Category Archives: Digital Preservation

in the dark near the Tannhäuser Gate

Blade Runner 1982, by Bill Lile Image shared under a  CC BY-NC-ND 2.0 licence

As it’s World Digital Preservation Day I thought I’d finished the following blog about our work with managing the digital objects within our collection. Like most of my blogs (including the much awaited sequel to Space is the Place) these often languish for a while awaiting a final burst of input. To celebrate WDPD 2018, here we go….


I half-heartedly apologise for the self indulgent and title to this blog, which most readers will know is taken from Rutger Hauer’s speech in the film Bladerunner (apparently he improvised). Aside from being an unashamed lover of the original film, like Roy Batty in the famous rooftop finale I’ve recently been prone to reflection on the events I’ve witnessed [at the ADS] over the last few years. In all honesty these aren’t quite on a par with “Attack ships on fire off the shoulder of Orion”, but perhaps as impressive in their own little way.
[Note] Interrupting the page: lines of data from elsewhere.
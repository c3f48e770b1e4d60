//! Shell lifecycle: register commands, then start both contexts.

use std::sync::Arc;
use std::sync::atomic::{AtomicBool, Ordering};
use std::thread::{self, JoinHandle};

use picoshell_terminal::{
    ByteSource, Command, Console, Dispatcher, LineEditor, MessageSink, Registry,
};
use picoshell_types::config::ShellConfig;
use picoshell_types::error::{Result, ShellError};

use crate::messages::MessageQueue;
use crate::terminal::{TERMINAL_THREAD, Terminal};
use crate::worker::{Worker, WorkerHandle};

/// A configured shell that has not started yet.
pub struct Shell {
    config: ShellConfig,
    registry: Registry,
    messages: Arc<MessageQueue>,
    started: bool,
}

impl Shell {
    pub fn new(config: ShellConfig) -> Result<Self> {
        config.validate()?;
        let messages = Arc::new(MessageQueue::new(config.message_queue_size));
        Ok(Self {
            config,
            registry: Registry::new(),
            messages,
            started: false,
        })
    }

    pub fn config(&self) -> &ShellConfig {
        &self.config
    }

    /// Install the command tree. Allowed once, and only before
    /// [`start`](Self::start). A rejection is also posted to the terminal.
    pub fn register(&mut self, commands: Vec<Command>) -> Result<()> {
        let result = if self.started {
            log::warn!("command registration rejected: shell already started");
            Err(ShellError::AlreadyStarted)
        } else {
            self.registry.register(commands)
        };
        if let Err(e) = &result {
            self.messages.error(&format!("{e}\n"));
        }
        result
    }

    /// The deferred output channel. Usable from any thread.
    pub fn messages(&self) -> Arc<MessageQueue> {
        Arc::clone(&self.messages)
    }

    /// Spawn the worker and terminal contexts. Failing to spawn either is
    /// fatal to the shell.
    pub fn start(
        &mut self,
        input: Box<dyn ByteSource + Send>,
        console: Box<dyn Console + Send>,
    ) -> Result<ShellHandle> {
        if self.started {
            return Err(ShellError::AlreadyStarted);
        }
        if !self.registry.is_registered() {
            log::warn!("starting with no registered commands");
        }

        let worker = Worker::spawn(Arc::clone(&self.messages), self.config.announce_handlers)?;
        let dispatcher = worker.handle();
        let editor = LineEditor::new(std::mem::take(&mut self.registry), &self.config);
        let terminal = Terminal::new(
            editor,
            console,
            input,
            Box::new(dispatcher.clone()),
            Arc::clone(&self.messages),
            &self.config,
        );

        let stop = Arc::new(AtomicBool::new(false));
        let thread_stop = Arc::clone(&stop);
        let terminal = match thread::Builder::new()
            .name(TERMINAL_THREAD.into())
            .spawn(move || terminal.run(&thread_stop))
        {
            Ok(handle) => handle,
            Err(e) => {
                log::error!("failed to spawn terminal context: {e}");
                drop(dispatcher);
                // The worker exits once its last handle is gone.
                let _ = worker.join();
                return Err(e.into());
            },
        };

        self.started = true;
        log::info!("shell started");
        Ok(ShellHandle {
            stop,
            terminal,
            worker,
            dispatcher,
            messages: Arc::clone(&self.messages),
        })
    }
}

/// A running shell.
pub struct ShellHandle {
    stop: Arc<AtomicBool>,
    terminal: JoinHandle<()>,
    worker: Worker,
    dispatcher: WorkerHandle,
    messages: Arc<MessageQueue>,
}

impl ShellHandle {
    /// Whether a command handler is running right now.
    pub fn is_worker_busy(&self) -> bool {
        self.dispatcher.is_busy()
    }

    /// True when no job is running or waiting.
    pub fn is_idle(&self) -> bool {
        self.dispatcher.is_idle()
    }

    pub fn messages(&self) -> Arc<MessageQueue> {
        Arc::clone(&self.messages)
    }

    /// Ask the terminal context to stop after its current pass. A running
    /// handler is not interrupted.
    pub fn stop(&self) {
        self.stop.store(true, Ordering::Release);
    }

    /// Wait for the terminal context to finish (input closed or
    /// [`stop`](Self::stop) called), then for the worker to drain.
    pub fn join(self) -> Result<()> {
        let terminal = self.terminal.join().map_err(|_| {
            log::error!("terminal context panicked");
            ShellError::Command("terminal context panicked".into())
        });
        drop(self.dispatcher);
        let worker = self.worker.join();
        log::info!("shell stopped");
        terminal.and(worker)
    }
}
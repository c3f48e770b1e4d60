//! The concurrency core of picoshell.
//!
//! Two contexts share three resources. The terminal context polls input,
//! drives the [`LineEditor`](picoshell_terminal::LineEditor) and prints
//! queued output. The worker context waits on a single-slot job handoff and
//! runs one handler at a time. Between them sit the bounded
//! [`MessageQueue`], the handoff itself and the busy flag.

pub mod messages;
pub mod shell;
pub mod source;
pub mod terminal;
pub mod worker;

/// Bounded drop-oldest output queue.
pub use messages::MessageQueue;
/// Shell lifecycle entry point.
pub use shell::Shell;
/// Handle to a started shell.
pub use shell::ShellHandle;
/// Byte source fed from an `mpsc` channel.
pub use source::ChannelSource;
/// Console writing to stdout.
pub use source::StdoutConsole;
/// One terminal context step at a time.
pub use terminal::Terminal;
/// The worker thread.
pub use worker::Worker;
/// Job submission side of the worker.
pub use worker::WorkerHandle;
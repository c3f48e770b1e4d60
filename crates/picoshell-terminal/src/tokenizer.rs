//! Quote-aware line splitting.
//!
//! Only the plain space separates tokens. A `"` opens a quoted token that
//! runs to the next `"`; the closing quote must be followed by a space or the
//! end of the line. There are no escapes inside quotes.

use picoshell_types::error::TokenizeError;

/// Split `line` into borrowed tokens, at most `max_tokens` of them.
pub fn tokenize(line: &str, max_tokens: usize) -> Result<Vec<&str>, TokenizeError> {
    if is_blank(line) {
        return Ok(Vec::new());
    }
    let bytes = line.as_bytes();
    let mut tokens = Vec::new();
    let mut start: Option<usize> = None;
    let mut in_quotes = false;

    for (i, &b) in bytes.iter().enumerate() {
        if in_quotes {
            if b != b'"' {
                continue;
            }
            if !matches!(bytes.get(i + 1), None | Some(b' ')) {
                return Err(TokenizeError::NoSpaceAfterQuote);
            }
            // `""` contributes nothing.
            if let Some(s) = start.take()
                && s != i
            {
                push_token(&mut tokens, &line[s..i], max_tokens)?;
            }
            in_quotes = false;
            continue;
        }

        match b {
            b' ' => {
                if let Some(s) = start.take() {
                    push_token(&mut tokens, &line[s..i], max_tokens)?;
                }
            },
            b'"' => {
                // Bare text directly before a quote is kept as its own token
                // rather than discarded.
                if let Some(s) = start.take() {
                    push_token(&mut tokens, &line[s..i], max_tokens)?;
                }
                if i + 1 >= bytes.len() {
                    return Err(TokenizeError::UnclosedQuote);
                }
                start = Some(i + 1);
                in_quotes = true;
            },
            _ => {
                if start.is_none() {
                    start = Some(i);
                }
            },
        }
    }

    if in_quotes {
        return Err(TokenizeError::UnclosedQuote);
    }
    if let Some(s) = start {
        push_token(&mut tokens, &line[s..], max_tokens)?;
    }
    Ok(tokens)
}

fn push_token<'a>(
    tokens: &mut Vec<&'a str>,
    token: &'a str,
    max_tokens: usize,
) -> Result<(), TokenizeError> {
    if tokens.len() >= max_tokens {
        return Err(TokenizeError::TooManyTokens);
    }
    tokens.push(token);
    Ok(())
}

/// True for an empty line or one made only of whitespace.
pub fn is_blank(line: &str) -> bool {
    line.bytes().all(|b| b.is_ascii_whitespace())
}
This reflection isn’t prompted by any impending doom – that I’m aware of – but rather that the  some of my recent work has been looking at the work the ADS has done in the context of the last two decades, for example looking at the history of OASIS as we move further into the redevelopment project, and revisiting the quantities and types of data we store as we find we’re rapidly filling up file servers. Along with this is a sudden realisation that after so long here I have become part of the furniture (I’ll let the reader decide which part!). However as colleagues inevitably leave – and although we do take the utmost care to document decisions (meeting minutes, copies of old procedural documents etc) the institutional memory sometimes becomes somewhat blurred, even taking on mythical status: “We’ve always done it like that”, “That never worked because…”, “So-and-so was working on that when they left”, “A million pounds” and so on.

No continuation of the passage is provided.